2 Chainz singles chronology
| "When I Feel Like It" (2013) | "My Story" (2013) | "Talk Dirty" (2013) |

= My Story (R. Kelly song) =

"My Story" is a single by American R&B singer R. Kelly featuring 2 Chainz, written by R. Kelly who co-produced it with Nineteen85 from OVO Sound, for his twelfth solo studio album Black Panties. A snippet of the song was first heard at the BET Awards same year, then another a week after the award ceremony. The song was released on July 23, 2013, via R. Kelly's Vevo, and on iTunes a day later. The second snippet was not in the official song, but later heard on the extended version of the song.
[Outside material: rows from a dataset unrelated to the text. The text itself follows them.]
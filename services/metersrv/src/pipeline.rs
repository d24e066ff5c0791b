//! Ingest pipeline: raw bytes → frames → records → record sink
//!
//! Every chunk is drained synchronously: all frames it completes are decoded
//! and written before `ingest` returns, in arrival order.

use std::fmt;

use chrono::{DateTime, Local};
use tracing::{debug, error};
use voltage_protocols::modbus::{FrameAssembler, FrameDecoder, MeasurementRecord, RawFrame};

use crate::config::MeterConfig;
use crate::record::RecordSink;

/// Counters over the whole run
#[derive(Debug, Clone, Copy, Default, PartialEq, Eq)]
pub struct PipelineStats {
    pub chunks: u64,
    pub bytes: u64,
    pub frames: u64,
    pub requests: u64,
    pub records: u64,
    pub unrecognized: u64,
    /// Responses whose CRC failed, kept or rejected
    pub crc_mismatches: u64,
    /// Responses dropped by CRC policy, hex error limit or short register bank
    pub rejected: u64,
    pub hex_errors: u64,
    pub overflows: u64,
    pub write_failures: u64,
}

impl fmt::Display for PipelineStats {
    fn fmt(&self, f: &mut fmt::Formatter<'_>) -> fmt::Result {
        write!(
            f,
            "chunks={} bytes={} frames={} requests={} records={} unrecognized={} \
             crc_mismatches={} rejected={} hex_errors={} overflows={} write_failures={}",
            self.chunks,
            self.bytes,
            self.frames,
            self.requests,
            self.records,
            self.unrecognized,
            self.crc_mismatches,
            self.rejected,
            self.hex_errors,
            self.overflows,
            self.write_failures
        )
    }
}

/// Assembler, decoder and sink for one sniffed bus
pub struct MeterPipeline<S> {
    assembler: FrameAssembler,
    decoder: FrameDecoder,
    sink: S,
    chunks: u64,
    write_failures: u64,
}

impl<S: RecordSink> MeterPipeline<S> {
    pub fn new(config: &MeterConfig, sink: S) -> Self {
        Self::with_parts(
            FrameAssembler::with_max_frame_len(config.assembler.max_frame_len),
            FrameDecoder::new(config.decoder.clone()),
            sink,
        )
    }

    pub fn with_parts(assembler: FrameAssembler, decoder: FrameDecoder, sink: S) -> Self {
        Self {
            assembler,
            decoder,
            sink,
            chunks: 0,
            write_failures: 0,
        }
    }

    /// Process one chunk with records stamped at the current local time.
    /// Returns the number of records written.
    pub fn ingest(&mut self, chunk: &[u8]) -> usize {
        self.ingest_at(chunk, Local::now())
    }

    /// Process one chunk with every record stamped `timestamp`
    pub fn ingest_at(&mut self, chunk: &[u8], timestamp: DateTime<Local>) -> usize {
        self.chunks += 1;
        let mut written = 0;
        for frame in self.assembler.feed(chunk) {
            if self.handle_frame(&frame, timestamp) {
                written += 1;
            }
        }
        written
    }

    fn handle_frame(&mut self, frame: &RawFrame, timestamp: DateTime<Local>) -> bool {
        // anomalies are reported by the decoder on the frame_diag target
        let Ok(record) = self.decoder.decode_at(frame, timestamp) else {
            return false;
        };

        log_details(&record);

        match self.sink.append(&record) {
            Ok(path) => {
                debug!(
                    "Record {} written to {}",
                    record.timestamp.format("%H:%M:%S"),
                    path.display()
                );
                true
            },
            Err(e) => {
                self.write_failures += 1;
                error!("Record write failed: {}", e);
                false
            },
        }
    }

    /// Drop a partially assembled frame; returns its length
    pub fn discard_partial(&mut self) -> usize {
        let pending = self.assembler.pending_len();
        self.assembler.reset();
        pending
    }

    pub fn stats(&self) -> PipelineStats {
        let assembler = self.assembler.stats();
        let decoder = self.decoder.stats();
        PipelineStats {
            chunks: self.chunks,
            bytes: assembler.bytes,
            frames: assembler.frames,
            requests: decoder.requests,
            records: decoder.records,
            unrecognized: decoder.unrecognized,
            crc_mismatches: decoder.crc_mismatches,
            rejected: decoder.rejected,
            hex_errors: decoder.hex_errors,
            overflows: assembler.overflows,
            write_failures: self.write_failures,
        }
    }

    pub fn decoder(&self) -> &FrameDecoder {
        &self.decoder
    }

    pub fn sink(&self) -> &S {
        &self.sink
    }
}

/// Extended register map values, not part of the record file
fn log_details(record: &MeasurementRecord) {
    let Some(d) = &record.details else {
        return;
    };
    debug!(
        "U={:5.1}/{:5.1}/{:5.1}V U12/23/31={:5.1}/{:5.1}/{:5.1}V I={:6.3}/{:6.3}/{:6.3}A \
         PF={:5.2} ({:?}) PF1-3={:5.2}/{:5.2}/{:5.2} Q1-3={:6.2}/{:6.2}/{:6.2}var f={:4.1}Hz",
        d.voltage_v[0],
        d.voltage_v[1],
        d.voltage_v[2],
        d.line_voltage_v[0],
        d.line_voltage_v[1],
        d.line_voltage_v[2],
        d.current_a[0],
        d.current_a[1],
        d.current_a[2],
        d.power_factor,
        d.load,
        d.phase_power_factor[0],
        d.phase_power_factor[1],
        d.phase_power_factor[2],
        d.phase_reactive_var[0],
        d.phase_reactive_var[1],
        d.phase_reactive_var[2],
        record.values.frequency_hz
    );
}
The song debuted and peaked at number 89 on the US Billboard Hot 100 during the week of the album's release after many weeks on the Bubbling Under chart. It is also R. Kelly's final appearance on the Hot 100 chart. No official music video was released, but a documentary music video was uploaded on R. Kelly's Vevo channel. A fan video was expected, but was never released.

==Music video==
On August 30 2013, the documentary music video was uploaded on YouTube. A fan video was expected, but was never released. No official music video was made for the song.

== Remixes ==
On November 18, 2013, Chicago Remix of "My Story" featured Chicago rappers Katie Got Bandz and Rockie Fresh. On December 5, 2013, the LA Remix of "My Story", featuring rappers Too Short and Nipsey Hussle.

== Live performance ==
R. Kelly performed this song for the first time on BET 2013 with a golden cap and jacket with spikes. R. Kelly performed "My Story" for the first time with the featuring artist 2 Chainz at Jimmy Kimmel Live! on the fifth of December 2013.

== Critical reception ==
"My Story" has received average ratings, with critics displaying mixed feelings for the song. Rolling Stone gave it three stars out of five.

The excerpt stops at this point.